Nothing took Megan's family back quite like the brownies, though. He said he was shopping, and they just "lit up on the shelf in the store for me." The first time he met Megan's family, he brought them the Ghirardelli brand. They said that was her trademark.
"Nobody outside of our family and inner circle would know that, it was never posted to social media, so we knew that was like a little Godwink that Megan was with Richard," Hostetler said.
Learning about Megan's decision to donate and connecting with Richard and his family left a profound impact on Hostetler, as well. She now works with LifeLink of Florida herself, spreading the message of how organ donation saves lives.
"There's such a great need for it in this country, and I can't think of any better way to honor my sister's legacy and honor all those that are waiting for those life-saving transplants," Hostetler said.

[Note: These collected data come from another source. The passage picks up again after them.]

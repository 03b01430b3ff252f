//! Form field value objects and field specifications

use super::attachment::{AttachmentSlot, RemoteRef};
use super::draft::{Draft, DraftValue};
use super::schema::FormContext;
use serde_json::{Map, Value};

/// Scalar value held by a draft field
#[derive(Debug, Clone, PartialEq)]
pub enum FieldValue {
    /// Text, number, date and select input all travel as text
    Text(String),
    /// Structured list (array of JSON objects), always compared as a whole
    List(Vec<Value>),
}

impl Default for FieldValue {
    fn default() -> Self {
        FieldValue::Text(String::new())
    }
}

impl FieldValue {
    pub fn text(value: impl Into<String>) -> Self {
        FieldValue::Text(value.into())
    }

    /// Get the text value (empty for list fields)
    pub fn as_text(&self) -> &str {
        match self {
            FieldValue::Text(s) => s,
            FieldValue::List(_) => "",
        }
    }

    pub fn as_list(&self) -> Option<&[Value]> {
        match self {
            FieldValue::List(items) => Some(items),
            FieldValue::Text(_) => None,
        }
    }

    /// Blank text or an empty list
    pub fn is_empty(&self) -> bool {
        match self {
            FieldValue::Text(s) => s.trim().is_empty(),
            FieldValue::List(items) => items.is_empty(),
        }
    }

    /// Form-encoded representation; lists are sent as a JSON document
    pub fn to_wire_string(&self) -> String {
        match self {
            FieldValue::Text(s) => s.clone(),
            FieldValue::List(items) => Value::Array(items.clone()).to_string(),
        }
    }

    pub fn to_json(&self) -> Value {
        match self {
            FieldValue::Text(s) => Value::String(s.clone()),
            FieldValue::List(items) => Value::Array(items.clone()),
        }
    }
}

/// Kind of input a field accepts
#[derive(Debug, Clone, PartialEq, Eq)]
pub enum FieldKind {
    Text,
    Multiline,
    Number,
    Date,
    /// Fixed option list; the first option is the default
    Select(&'static [&'static str]),
    /// Id of a parcel from the form context catalogue
    Relation,
    /// List of objects with the given keys; `required` keys must be filled
    /// before an item can be appended
    List {
        keys: &'static [&'static str],
        required: &'static [&'static str],
    },
    SingleFile,
    /// Multi-file field; `descriptions` names the companion wire field that
    /// carries one description per uploaded file
    MultiFile { descriptions: Option<&'static str> },
}

impl FieldKind {
    pub fn is_attachment(&self) -> bool {
        matches!(self, FieldKind::SingleFile | FieldKind::MultiFile { .. })
    }
}

/// Initial value used when creating, or when a record lacks the field
#[derive(Debug, Clone, Copy, PartialEq, Eq, Default)]
pub enum FieldDefault {
    #[default]
    Blank,
    Literal(&'static str),
    Today,
}

/// Predicate deciding whether a field is shown for the current draft
pub type Visibility = fn(&Draft) -> bool;

/// Static description of one form field
#[derive(Debug, Clone)]
pub struct FieldSpec {
    pub name: &'static str,
    pub label: &'static str,
    pub wire_name: &'static str,
    pub kind: FieldKind,
    pub default: FieldDefault,
    /// Bypass the diff and resend whenever non-empty
    pub always_resend: bool,
    /// Only sent when creating a record
    pub create_only: bool,
    pub visible_when: Option<Visibility>,
}

impl FieldSpec {
    fn new(name: &'static str, label: &'static str, kind: FieldKind) -> Self {
        Self {
            name,
            label,
            wire_name: name,
            kind,
            default: FieldDefault::Blank,
            always_resend: false,
            create_only: false,
            visible_when: None,
        }
    }

    pub fn text(name: &'static str, label: &'static str) -> Self {
        Self::new(name, label, FieldKind::Text)
    }

    pub fn multiline(name: &'static str, label: &'static str) -> Self {
        Self::new(name, label, FieldKind::Multiline)
    }

    pub fn number(name: &'static str, label: &'static str) -> Self {
        Self::new(name, label, FieldKind::Number)
    }

    pub fn date(name: &'static str, label: &'static str) -> Self {
        Self::new(name, label, FieldKind::Date)
    }

    pub fn select(
        name: &'static str,
        label: &'static str,
        options: &'static [&'static str],
    ) -> Self {
        Self::new(name, label, FieldKind::Select(options))
    }

    pub fn relation(name: &'static str, label: &'static str) -> Self {
        Self::new(name, label, FieldKind::Relation)
    }

    pub fn list(
        name: &'static str,
        label: &'static str,
        keys: &'static [&'static str],
        required: &'static [&'static str],
    ) -> Self {
        Self::new(name, label, FieldKind::List { keys, required })
    }

    pub fn single_file(name: &'static str, label: &'static str) -> Self {
        Self::new(name, label, FieldKind::SingleFile)
    }

    pub fn multi_file(name: &'static str, label: &'static str) -> Self {
        Self::new(name, label, FieldKind::MultiFile { descriptions: None })
    }

    pub fn described_files(
        name: &'static str,
        label: &'static str,
        descriptions: &'static str,
    ) -> Self {
        Self::new(
            name,
            label,
            FieldKind::MultiFile {
                descriptions: Some(descriptions),
            },
        )
    }

    pub fn default_value(mut self, value: &'static str) -> Self {
        self.default = FieldDefault::Literal(value);
        self
    }

    pub fn default_today(mut self) -> Self {
        self.default = FieldDefault::Today;
        self
    }

    pub fn always_resend(mut self) -> Self {
        self.always_resend = true;
        self
    }

    pub fn create_only(mut self) -> Self {
        self.create_only = true;
        self
    }

    pub fn visible_when(mut self, predicate: Visibility) -> Self {
        self.visible_when = Some(predicate);
        self
    }

    pub fn is_visible(&self, draft: &Draft) -> bool {
        self.visible_when.map_or(true, |visible| visible(draft))
    }

    /// Value for a fresh draft
    pub fn initial_value(&self, context: &FormContext) -> DraftValue {
        match &self.kind {
            FieldKind::SingleFile => DraftValue::Attachment(AttachmentSlot::single(None)),
            FieldKind::MultiFile { .. } => {
                DraftValue::Attachment(AttachmentSlot::multi(Vec::new()))
            }
            FieldKind::List { .. } => DraftValue::Scalar(FieldValue::List(Vec::new())),
            kind => {
                let text = match (self.default, kind) {
                    (FieldDefault::Literal(value), _) => value.to_string(),
                    (FieldDefault::Today, _) => context.today.format("%Y-%m-%d").to_string(),
                    (FieldDefault::Blank, FieldKind::Select(options)) => {
                        options.first().copied().unwrap_or_default().to_string()
                    }
                    (FieldDefault::Blank, _) => String::new(),
                };
                DraftValue::Scalar(FieldValue::Text(text))
            }
        }
    }

    /// Value for an edit draft, read from the stored record.
    ///
    /// `None` when the record lacks a usable value for this field.
    pub fn value_from_record(&self, record: &Map<String, Value>) -> Option<DraftValue> {
        let raw = record.get(self.name).filter(|v| !v.is_null())?;
        match &self.kind {
            FieldKind::SingleFile => RemoteRef::from_value(raw)
                .map(|existing| DraftValue::Attachment(AttachmentSlot::single(Some(existing)))),
            FieldKind::MultiFile { .. } => {
                let existing = match raw {
                    Value::Array(items) => items.iter().filter_map(RemoteRef::from_value).collect(),
                    other => RemoteRef::from_value(other).into_iter().collect(),
                };
                Some(DraftValue::Attachment(AttachmentSlot::multi(existing)))
            }
            _ => self.scalar_from_record(record).map(DraftValue::Scalar),
        }
    }

    /// Scalar projection of a stored record value, normalized the way the
    /// form holds it. Used both to pre-fill and as the diff baseline.
    pub fn scalar_from_record(&self, record: &Map<String, Value>) -> Option<FieldValue> {
        let raw = record.get(self.name).filter(|v| !v.is_null())?;
        match &self.kind {
            FieldKind::SingleFile | FieldKind::MultiFile { .. } => None,
            FieldKind::List { .. } => list_from_value(raw).map(FieldValue::List),
            FieldKind::Date => scalar_text(raw).map(|text| {
                let day = text.split('T').next().unwrap_or_default();
                FieldValue::Text(day.to_string())
            }),
            FieldKind::Relation => match raw {
                Value::Object(map) => map
                    .get("_id")
                    .or_else(|| map.get("id"))
                    .and_then(Value::as_str)
                    .map(FieldValue::text),
                other => scalar_text(other).map(FieldValue::Text),
            },
            _ => scalar_text(raw).map(FieldValue::Text),
        }
    }
}

fn scalar_text(value: &Value) -> Option<String> {
    match value {
        Value::String(s) => Some(s.clone()),
        Value::Number(n) => Some(n.to_string()),
        Value::Bool(b) => Some(b.to_string()),
        _ => None,
    }
}

/// Structured lists arrive as an array, a JSON-encoded string, or an array
/// holding one JSON-encoded string.
fn list_from_value(value: &Value) -> Option<Vec<Value>> {
    match value {
        Value::Array(items) => match items.as_slice() {
            [Value::String(encoded)] => list_from_value(&serde_json::from_str(encoded).ok()?),
            _ => Some(items.clone()),
        },
        Value::String(encoded) if encoded.trim().is_empty() => Some(Vec::new()),
        Value::String(encoded) => match serde_json::from_str::<Value>(encoded).ok()? {
            Value::Array(items) => Some(items),
            _ => None,
        },
        _ => None,
    }
}

#[cfg(test)]
mod tests {
    use super::*;
    use chrono::NaiveDate;
    use pretty_assertions::assert_eq;
    use serde_json::json;

    fn context() -> FormContext {
        FormContext::new(NaiveDate::from_ymd_opt(2024, 3, 15).unwrap())
    }

    fn record(value: Value) -> Map<String, Value> {
        match value {
            Value::Object(map) => map,
            _ => panic!("record must be an object"),
        }
    }

    mod field_value {
        use super::*;
        use pretty_assertions::assert_eq;

        #[test]
        fn test_default_is_empty_text() {
            assert_eq!(FieldValue::default(), FieldValue::Text(String::new()));
            assert!(FieldValue::default().is_empty());
        }

        #[test]
        fn test_whitespace_counts_as_empty() {
            assert!(FieldValue::text("   ").is_empty());
            assert!(!FieldValue::text("Dakar").is_empty());
        }

        #[test]
        fn test_list_wire_string_is_json() {
            let value = FieldValue::List(vec![json!({"date": "2020-01-01", "nature": "vente"})]);
            assert_eq!(
                value.to_wire_string(),
                r#"[{"date":"2020-01-01","nature":"vente"}]"#
            );
        }
    }

    mod initial_values {
        use super::*;
        use pretty_assertions::assert_eq;

        #[test]
        fn test_select_defaults_to_first_option() {
            let spec = FieldSpec::select("statut", "Statut", &["en cours", "termine"]);
            assert_eq!(
                spec.initial_value(&context()),
                DraftValue::Scalar(FieldValue::text("en cours"))
            );
        }

        #[test]
        fn test_literal_default_wins_over_first_option() {
            let spec =
                FieldSpec::select("typeTitre", "Type", &["", "foncier"]).default_value("foncier");
            assert_eq!(
                spec.initial_value(&context()),
                DraftValue::Scalar(FieldValue::text("foncier"))
            );
        }

        #[test]
        fn test_date_defaults_to_today() {
            let spec = FieldSpec::date("dateEmission", "Date").default_today();
            assert_eq!(
                spec.initial_value(&context()),
                DraftValue::Scalar(FieldValue::text("2024-03-15"))
            );
        }

        #[test]
        fn test_file_fields_start_empty() {
            let spec = FieldSpec::multi_file("autresDocuments", "Autres documents");
            match spec.initial_value(&context()) {
                DraftValue::Attachment(slot) => assert!(slot.is_empty() && slot.is_multi()),
                other => panic!("expected attachment, got {other:?}"),
            }
        }
    }

    mod record_projection {
        use super::*;
        use pretty_assertions::assert_eq;

        #[test]
        fn test_number_becomes_text() {
            let spec = FieldSpec::number("superficie", "Superficie");
            let rec = record(json!({"superficie": 120}));
            assert_eq!(spec.scalar_from_record(&rec), Some(FieldValue::text("120")));
        }

        #[test]
        fn test_date_keeps_day_part() {
            let spec = FieldSpec::date("dateEmission", "Date");
            let rec = record(json!({"dateEmission": "2023-05-02T00:00:00.000Z"}));
            assert_eq!(spec.scalar_from_record(&rec), Some(FieldValue::text("2023-05-02")));
        }

        #[test]
        fn test_relation_accepts_populated_object() {
            let spec = FieldSpec::relation("parcelId", "Parcelle");
            let rec = record(json!({"parcelId": {"_id": "p1", "ville": "Thiès"}}));
            assert_eq!(spec.scalar_from_record(&rec), Some(FieldValue::text("p1")));
        }

        #[test]
        fn test_list_from_encoded_single_element_array() {
            let spec =
                FieldSpec::list("historiqueTransactions", "Historique", &["date"], &["date"]);
            let rec = record(json!({
                "historiqueTransactions": ["[{\"date\":\"2019-01-01\"}]"]
            }));
            assert_eq!(
                spec.scalar_from_record(&rec),
                Some(FieldValue::List(vec![json!({"date": "2019-01-01"})]))
            );
        }

        #[test]
        fn test_missing_and_null_values_are_absent() {
            let spec = FieldSpec::text("ville", "Ville");
            assert!(spec.scalar_from_record(&record(json!({}))).is_none());
            assert!(spec.scalar_from_record(&record(json!({"ville": null}))).is_none());
        }

        #[test]
        fn test_multi_file_reads_mixed_shapes() {
            let spec = FieldSpec::described_files("photos", "Photos", "photoDescriptions");
            let rec = record(json!({
                "photos": ["https://x/a.jpg", {"file": "https://x/b.jpg", "description": "Nord"}]
            }));
            match spec.value_from_record(&rec) {
                Some(DraftValue::Attachment(slot)) => {
                    let combined = slot.combined();
                    assert_eq!(combined.len(), 2);
                    assert_eq!(combined[1].description(), "Nord");
                }
                other => panic!("expected attachment, got {other:?}"),
            }
        }
    }
}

For Richard - who was also later hospitalized with COVID in 2021 and said Megan's lungs saved him twice -- organ donation gave him a second life, both as a Georgia football fan and in far larger ways.
"My son's had a little boy that I got to meet. And I got a little granddaughter that I wouldn't have got to meet," he said. "I mean, those are two grandkids that I wouldn't have even seen."
Megan's sister said the process gave the family peace in a time of unthinkable loss.
"Families never, ever expect that it's gonna be their loved one, but my family was so grateful that my sister did have an opportunity to be a hero and to save so many lives and touch so many lives through organ transplants," she said.